India's Department of Telecommunications (DoT) is pushing service operators for a security audit of their systems following claims of data leak of 750 million telecom users.
Cybersecurity firm CloudSEK in its recent disclosure said it has found hackers - the CYBO CREW group affiliates CyboDevil and UNIT8200 advertising a massive Indian Mobile Network Consumer Database for sale on the Dark Web.
These threat actors have been linked to major breaches in the past, targeting multiple organisations in the automobile, jewellery, insurance, and apparel sectors.
According to the threat actor, the dataset allegedly encompasses a staggering 85 percent of the Indian population, making it one of the largest breaches of its kind.
It includes critical information like names, mobile numbers, addresses, and details of Aadhaar cards (India's national identity system).

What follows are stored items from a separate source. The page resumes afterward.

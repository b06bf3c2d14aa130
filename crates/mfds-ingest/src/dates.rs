//! Permit date canonicalisation to `YYYYMMDD`.

use std::sync::LazyLock;

use chrono::{Days, NaiveDate};
use regex::Regex;

static SLASH_DATE: LazyLock<Regex> = LazyLock::new(|| {
    Regex::new(r"^(\d{1,2})/(\d{1,2})/(\d{2,4})$").expect("slash date regex")
});

static ISO_PREFIX: LazyLock<Regex> =
    LazyLock::new(|| Regex::new(r"^(\d{4})-(\d{2})-(\d{2})").expect("iso date regex"));

/// Spreadsheet serial day numbers stay below this many digits.
const MAX_SERIAL_DIGITS: usize = 5;

/// Canonicalises a registry permit date.
///
/// Accepts `YYYYMMDD`, spreadsheet serial day numbers (1899-12-30 epoch),
/// `M/D/YY` or `M/D/YYYY` (two-digit years above 50 are 19xx), and
/// `YYYY-MM-DD` prefixes. Anything else keeps its first eight digits.
/// Empty input stays empty.
pub fn canonical_permit_date(raw: &str) -> String {
    let value = raw.trim();
    if value.is_empty() {
        return String::new();
    }
    if value.len() == 8 && value.bytes().all(|b| b.is_ascii_digit()) {
        return value.to_string();
    }
    if let Some(date) = excel_serial(value) {
        return date.format("%Y%m%d").to_string();
    }
    if let Some(caps) = SLASH_DATE.captures(value) {
        let month: u32 = caps[1].parse().unwrap_or_default();
        let day: u32 = caps[2].parse().unwrap_or_default();
        let mut year: u32 = caps[3].parse().unwrap_or_default();
        if year < 100 {
            year += if year > 50 { 1900 } else { 2000 };
        }
        return format!("{year}{month:02}{day:02}");
    }
    if let Some(caps) = ISO_PREFIX.captures(value) {
        return format!("{}{}{}", &caps[1], &caps[2], &caps[3]);
    }
    value
        .chars()
        .filter(char::is_ascii_digit)
        .take(8)
        .collect()
}

/// Whole or fractional serial day number, as spreadsheets export dates.
fn excel_serial(value: &str) -> Option<NaiveDate> {
    let whole = value.split_once('.').map_or(value, |(whole, _)| whole);
    if whole.is_empty()
        || whole.len() > MAX_SERIAL_DIGITS
        || !whole.bytes().all(|b| b.is_ascii_digit())
    {
        return None;
    }
    let serial: f64 = value.parse().ok()?;
    let days = serial.trunc();
    if days < 1.0 {
        return None;
    }
    let epoch = NaiveDate::from_ymd_opt(1899, 12, 30)?;
    // Bounded by MAX_SERIAL_DIGITS, so the cast cannot truncate.
    epoch.checked_add_days(Days::new(days as u64))
}

#[cfg(test)]
mod tests {
    use super::*;

    #[test]
    fn passes_through_compact_dates() {
        assert_eq!(canonical_permit_date(" 20060101 "), "20060101");
    }

    #[test]
    fn converts_spreadsheet_serials() {
        assert_eq!(canonical_permit_date("38718"), "20060101");
        assert_eq!(canonical_permit_date("36000.5"), "19980724");
    }

    #[test]
    fn converts_slash_dates() {
        assert_eq!(canonical_permit_date("7/13/98"), "19980713");
        assert_eq!(canonical_permit_date("9/27/01"), "20010927");
        assert_eq!(canonical_permit_date("12/1/2015"), "20151201");
    }

    #[test]
    fn converts_iso_prefixes() {
        assert_eq!(canonical_permit_date("2015-01-26"), "20150126");
        assert_eq!(canonical_permit_date("2015-01-26 00:00:00"), "20150126");
    }

    #[test]
    fn falls_back_to_leading_digits() {
        assert_eq!(canonical_permit_date("2015.01.26"), "20150126");
        assert_eq!(canonical_permit_date(""), "");
        assert_eq!(canonical_permit_date("미상"), "");
    }
}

The data, available for sale, is compressed to 600GB and uncompressed to 1.8TB, posing significant risks to both individuals and organisations.
The hackers currently demand US$3,000 (S$4,020) for the entire dataset.
The breach came to light on January 23 and upon initial analysis of the sample dataset, CloudSEK researchers have found that the leak affected all major telecom providers.
The company said that the leak of Personally Identifiable Information (PII) (Aadhaar card) poses a huge risk to both individuals and organisations, potentially leading to financial losses, identity theft, reputation damage, and increased susceptibility to cyberattacks.
CloudSEK's threat intelligence and security researcher, Sparsh Kulshrestha, said the magnitude of this data leak cannot be overstated.
"With the personal information of 750 million individuals exposed, the potential for cyberattacks and identity theft is unprecedented," he added.
Kulshrestha urged telecom service providers and the government to validate the data and identify the loophole.
CloudSEK added that the "exact methods employed by the threat actor to obtain the data remains undisclosed", but also denied their involvement in the breach.
Members of the CYBOCREW group have previously claimed real-time access to Indian phone number KYC (know your customer) details, including government lookup capabilities, in July 2023.
It is also under scrutiny for selling API access to the Indian vehicle database, boasting access to 815 million Aadhaar cards and passport records.